If a line in the entries below includes the string "transaction", copy it out.
━━━━━ PROVIDED RECORDS
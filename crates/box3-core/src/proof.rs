//! Payment proofs presented on retry.

use std::fmt::Display;

use serde::{Deserialize, Serialize};

use crate::{
    challenge::{AUTH_SCHEME, PaymentChallenge},
    errors::Result,
    types::{Base64EncodedHeader, Nonce, Price, TimestampSeconds, X402V1},
};

/// Alternate request header carrying a bare base64 proof.
pub const X_PAYMENT_HEADER: &str = "x-payment";

/// Response header carrying the settlement transaction of a granted access.
pub const PAYMENT_TRANSACTION_HEADER: &str = "x-payment-transaction";

/// The signed authorization bound to one challenge's terms.
#[derive(Debug, Clone, PartialEq, Eq, Serialize, Deserialize)]
#[serde(rename_all = "camelCase")]
pub struct ProofAuthorization {
    /// Payer address.
    pub from: String,
    pub pay_to: String,
    pub asset: String,
    pub amount: Price,
    pub resource: String,
    pub valid_after: TimestampSeconds,
    pub valid_before: TimestampSeconds,
    pub nonce: Nonce,
}

#[derive(Debug, Clone, PartialEq, Eq, Serialize, Deserialize)]
#[serde(rename_all = "camelCase")]
pub struct ProofPayload {
    /// Hex-encoded signature over the authorization.
    pub signature: String,
    pub authorization: ProofAuthorization,
}

/// Evidence of payment attached to a retried request.
#[derive(Debug, Clone, PartialEq, Eq, Serialize, Deserialize)]
#[serde(rename_all = "camelCase")]
pub struct PaymentProof {
    pub x402_version: X402V1,
    pub scheme: String,
    pub network: String,
    pub payload: ProofPayload,
}

/// Identity of a proof for single-use tracking: payer plus nonce.
#[derive(Debug, Clone, PartialEq, Eq, Hash)]
pub struct ProofId {
    pub payer: String,
    pub nonce: Nonce,
}

impl Display for ProofId {
    fn fmt(&self, f: &mut std::fmt::Formatter<'_>) -> std::fmt::Result {
        write!(f, "{}/{}", self.payer, self.nonce)
    }
}

/// The first challenge field a proof disagrees with.
#[derive(Debug, Clone, PartialEq, Eq, thiserror::Error)]
#[error("Proof {field} '{presented}' does not match challenge '{expected}'")]
pub struct TermsMismatch {
    pub field: &'static str,
    pub expected: String,
    pub presented: String,
}

/// Where `now` falls relative to a proof's validity window.
#[derive(Debug, Clone, Copy, PartialEq, Eq)]
pub enum Validity {
    NotYetValid,
    Valid,
    Expired,
}

impl PaymentProof {
    pub fn authorization(&self) -> &ProofAuthorization {
        &self.payload.authorization
    }

    pub fn id(&self) -> ProofId {
        ProofId {
            payer: self.payload.authorization.from.to_ascii_lowercase(),
            nonce: self.payload.authorization.nonce,
        }
    }

    /// Check that the proof is bound to exactly this challenge's terms.
    pub fn check_terms(&self, challenge: &PaymentChallenge) -> std::result::Result<(), TermsMismatch> {
        let auth = &self.payload.authorization;
        let pairs = [
            ("scheme", challenge.scheme.as_str(), self.scheme.as_str()),
            ("network", challenge.network.as_str(), self.network.as_str()),
            ("amount", challenge.amount.as_str(), auth.amount.as_str()),
            ("asset", challenge.asset.as_str(), auth.asset.as_str()),
            ("payTo", challenge.pay_to.as_str(), auth.pay_to.as_str()),
            ("resource", challenge.resource.as_str(), auth.resource.as_str()),
        ];

        match pairs.into_iter().find(|(_, expected, presented)| expected != presented) {
            Some((field, expected, presented)) => Err(TermsMismatch {
                field,
                expected: expected.to_string(),
                presented: presented.to_string(),
            }),
            None => Ok(()),
        }
    }

    pub fn validity(&self, now: TimestampSeconds) -> Validity {
        let auth = &self.payload.authorization;
        if now < auth.valid_after {
            Validity::NotYetValid
        } else if now > auth.valid_before {
            Validity::Expired
        } else {
            Validity::Valid
        }
    }

    pub fn to_header(&self) -> Result<Base64EncodedHeader> {
        Base64EncodedHeader::encode(self)
    }

    /// The `Authorization` header value: `x402 <base64 proof>`.
    pub fn to_authorization(&self) -> Result<String> {
        Ok(format!("{AUTH_SCHEME} {}", self.to_header()?))
    }

    /// Parse an `Authorization` or `X-PAYMENT` header value, with or without the `x402` prefix.
    pub fn from_header(value: &str) -> Result<Self> {
        let value = value.trim();
        let encoded = match value.split_once(char::is_whitespace) {
            Some((scheme, rest)) if scheme.eq_ignore_ascii_case(AUTH_SCHEME) => rest,
            _ => value,
        };
        Base64EncodedHeader(encoded.to_string()).decode()
    }
}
━━━━━━━━━━
◆ **WRITTEN RESPONSE**:
/// Response header carrying the settlement transaction of a granted access.
pub const PAYMENT_TRANSACTION_HEADER: &str = "x-payment-transaction";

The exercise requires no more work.